Фолкнер никогда не был писателем американского Юга в том смысле, в каком мы говорим о региональной литературе различных частей Америки. В одном из писем к своему другу, известному критику Малколму Каули, он признается: «Склонен думать, что мой материал, Юг, не очень важен для меня. Просто так случилось, что я хорошо знаю его, а одной жизни не хватит на то, чтобы узнать другой материал и написать о нем» (416).
Ощущение социального неблагополучия в стране, гордящейся своим материальным благоденствием, и одно из самых острых противоречий в жизни страны – негритянская проблема – вызывали в душе писателя чувство отчаяния. Летом 1955 г. он писал: «Иногда мне кажется, что только бедствие, может быть, даже военное поражение сможет пробудить Америку и поможет нам спастись или спасти то, что еще остается от нас» (435).

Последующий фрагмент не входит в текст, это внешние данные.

//! Ed25519 CertificateVerify signatures and self-signed certificates.
//!
//! Only what the handshake needs: the signed content of RFC 8446 section
//! 4.4.3, a self-signed Ed25519 certificate for test and embedded servers,
//! and the Ed25519 key of a certificate's SubjectPublicKeyInfo. Chain
//! validation is not performed.

use crate::error::{Error, Result};
use crate::tls::alert::AlertDescription;

use ed25519_dalek::pkcs8::EncodePrivateKey;
use ed25519_dalek::{Signature, Signer, SigningKey, Verifier, VerifyingKey};
use rcgen::{CertificateParams, DistinguishedName, DnType, KeyPair, PKCS_ED25519};
use rustls_pki_types::PrivatePkcs8KeyDer;
use x509_parser::oid_registry::OID_SIG_ED25519;
use x509_parser::prelude::{FromDer, X509Certificate};

/// Context string for server CertificateVerify.
pub const SERVER_CONTEXT: &[u8] = b"TLS 1.3, server CertificateVerify";

/// 64 spaces, the context string, a zero byte, then the transcript hash.
pub fn certificate_verify_content(context: &[u8], transcript_hash: &[u8]) -> Vec<u8> {
    let mut content = Vec::with_capacity(64 + context.len() + 1 + transcript_hash.len());
    content.resize(64, 0x20);
    content.extend_from_slice(context);
    content.push(0x00);
    content.extend_from_slice(transcript_hash);
    content
}

pub fn sign_certificate_verify(key: &SigningKey, context: &[u8], transcript_hash: &[u8]) -> Vec<u8> {
    let content = certificate_verify_content(context, transcript_hash);
    key.sign(&content).to_bytes().to_vec()
}

/// Checks a CertificateVerify signature against the key in `certificate`.
pub fn verify_certificate_verify(
    certificate: &[u8],
    context: &[u8],
    signature: &[u8],
    transcript_hash: &[u8],
) -> Result<()> {
    let public_key = ed25519_public_key(certificate)?;
    let verifying_key = VerifyingKey::from_bytes(&public_key).map_err(|_| {
        Error::handshake(AlertDescription::BadCertificate, "certificate key is not a valid Ed25519 point")
    })?;

    let signature = Signature::from_slice(signature)
        .map_err(|_| Error::handshake(AlertDescription::DecodeError, "Ed25519 signature is not 64 bytes"))?;

    let content = certificate_verify_content(context, transcript_hash);
    verifying_key
        .verify(&content, &signature)
        .map_err(|_| Error::handshake(AlertDescription::DecryptError, "CertificateVerify signature mismatch"))
}

/// Ed25519 public key carried in the SubjectPublicKeyInfo of `certificate`.
pub fn ed25519_public_key(certificate: &[u8]) -> Result<[u8; 32]> {
    let (_, parsed) = X509Certificate::from_der(certificate)
        .map_err(|_| Error::handshake(AlertDescription::BadCertificate, "certificate is not valid X.509 DER"))?;

    let spki = parsed.public_key();
    if spki.algorithm.algorithm != OID_SIG_ED25519 {
        return Err(Error::handshake(
            AlertDescription::UnsupportedCertificate,
            "certificate key is not Ed25519",
        ));
    }

    <[u8; 32]>::try_from(&spki.subject_public_key.data[..])
        .map_err(|_| Error::handshake(AlertDescription::BadCertificate, "Ed25519 public key is not 32 bytes"))
}

/// Builds a self-signed X.509 v3 certificate for `key`.
///
/// `common_name` becomes the subject common name and the single DNS
/// subject alternative name.
pub fn self_signed_certificate(key: &SigningKey, common_name: &str) -> Result<Vec<u8>> {
    let pkcs8 = key
        .to_pkcs8_der()
        .map_err(|_| Error::Contract("Ed25519 key cannot be encoded as PKCS#8"))?;
    let key_pair = KeyPair::from_pkcs8_der_and_sign_algo(&PrivatePkcs8KeyDer::from(pkcs8.as_bytes()), &PKCS_ED25519)?;

    let mut params = CertificateParams::new(vec![common_name.to_owned()])?;
    params.distinguished_name = DistinguishedName::new();
    params.distinguished_name.push(DnType::CommonName, common_name);

    let certificate = params.self_signed(&key_pair)?;
    Ok(certificate.der().to_vec())
}

#[cfg(test)]
mod tests {
    use super::*;

    const CLIENT_CONTEXT: &[u8] = b"TLS 1.3, client CertificateVerify";

    /// DER prefix of an Ed25519 SubjectPublicKeyInfo, up to the key bytes.
    const SPKI_PREFIX: [u8; 12] = [0x30, 0x2a, 0x30, 0x05, 0x06, 0x03, 0x2b, 0x65, 0x70, 0x03, 0x21, 0x00];

    fn key() -> SigningKey {
        SigningKey::from_bytes(&[0x42; 32])
    }

    #[test]
    fn content_layout() {
        let content = certificate_verify_content(SERVER_CONTEXT, &[0xab; 32]);

        assert_eq!(content.len(), 64 + SERVER_CONTEXT.len() + 1 + 32);
        assert!(content[..64].iter().all(|&b| b == 0x20));
        assert_eq!(&content[64..64 + SERVER_CONTEXT.len()], SERVER_CONTEXT);
        assert_eq!(content[64 + SERVER_CONTEXT.len()], 0);
    }

    #[test]
    fn certificate_carries_the_public_key() {
        let key = key();
        let certificate = self_signed_certificate(&key, "localhost").unwrap();

        assert_eq!(certificate[0], 0x30);
        assert_eq!(&ed25519_public_key(&certificate).unwrap(), key.verifying_key().as_bytes());
    }

    #[test]
    fn sign_and_verify() {
        let key = key();
        let certificate = self_signed_certificate(&key, "localhost").unwrap();
        let hash = [7u8; 48];

        let signature = sign_certificate_verify(&key, SERVER_CONTEXT, &hash);
        verify_certificate_verify(&certificate, SERVER_CONTEXT, &signature, &hash).unwrap();

        // Client context or another transcript must not verify.
        assert!(verify_certificate_verify(&certificate, CLIENT_CONTEXT, &signature, &hash).is_err());
        assert!(verify_certificate_verify(&certificate, SERVER_CONTEXT, &signature, &[8u8; 48]).is_err());
    }

    #[test]
    fn key_comes_from_the_key_field_not_the_subject() {
        let key = key();

        // A subject that embeds a key-shaped byte run must not be mistaken for the key.
        let mut name = String::from_utf8(SPKI_PREFIX.to_vec()).unwrap();
        name.push_str(&"A".repeat(32));
        let certificate = self_signed_certificate(&key, &name).unwrap();

        let position = certificate.windows(SPKI_PREFIX.len()).position(|w| w == SPKI_PREFIX);
        assert_eq!(&certificate[position.unwrap() + SPKI_PREFIX.len()..][..32], &[b'A'; 32]);
        assert_eq!(&ed25519_public_key(&certificate).unwrap(), key.verifying_key().as_bytes());
    }

    #[test]
    fn non_ed25519_certificate_is_rejected() {
        assert!(ed25519_public_key(&[0x30, 0x03, 0x02, 0x01, 0x01]).is_err());

        let ecdsa = rcgen::generate_simple_self_signed(vec!["localhost".to_owned()]).unwrap();
        let err = ed25519_public_key(ecdsa.cert.der()).unwrap_err();
        assert!(matches!(
            err,
            Error::Handshake {
                alert: AlertDescription::UnsupportedCertificate,
                ..
            }
        ));
    }
}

Общественная позиция Фолкнера была весьма неоднозначна. Однако гуманизм всегда одерживал верх. В Париже в 1925 г. он с юношеским энтузиазмом утверждал, что «в Англии и Америке следовало бы совершить революцию, подобную той, что была в России»[6]. В 1938 г. он открыто выступил против фашизма (письмо председателю Лиги американских писателей), а в обращении к американской комиссии ЮНЕСКО в 1959 г., хотя и со многими оговорками, пришел к выводу о том, что коммунизм в конечном счете возобладает над капитализмом. Однако гибель капитализма не станет гибелью человека, счел нужным добавить он.
Тем не менее это отнюдь не означает, что Фолкнеру была близка коммунистическая идеология или он открыто ей симпатизировал. На протяжении всей жизни писатель принимал буржуазную Америку такой, как она есть, и иной себе не мыслил. Но как честный демократ видел ее язвы, писал о них, чутьем художника угадывал неотвратимый исторический ход событий и где-то в глубине души с горечью и отчаянием сознавал, что правда не на стороне американского правопорядка, как и не на стороне старого патриархального Юга, гибель которого он, казалось, оплакивал. Поэтому, очевидно, и не поехал Фолкнер на прием к Джону Кеннеди в Белый дом, сказав при этом корреспонденту со своим неизменным юмором южанина: «Это ведь более ста миль отсюда. Слишком далеко ехать, чтобы пообедать»[7].
Когда в 1958 г. госдепартамент США предложил Фолкнеру отправиться в СССР в составе группы американских писателей, то он ответил, что долго размышлял над этим предложением, но, в конце концов, пришел к выводу, что в условиях холодной войны ему лучше воздержаться от этой поездки. Очевидно, общепринятый «американский образ мыслей» наложил отпечаток на решение писателя, не проявившего в данном случае независимости суждений.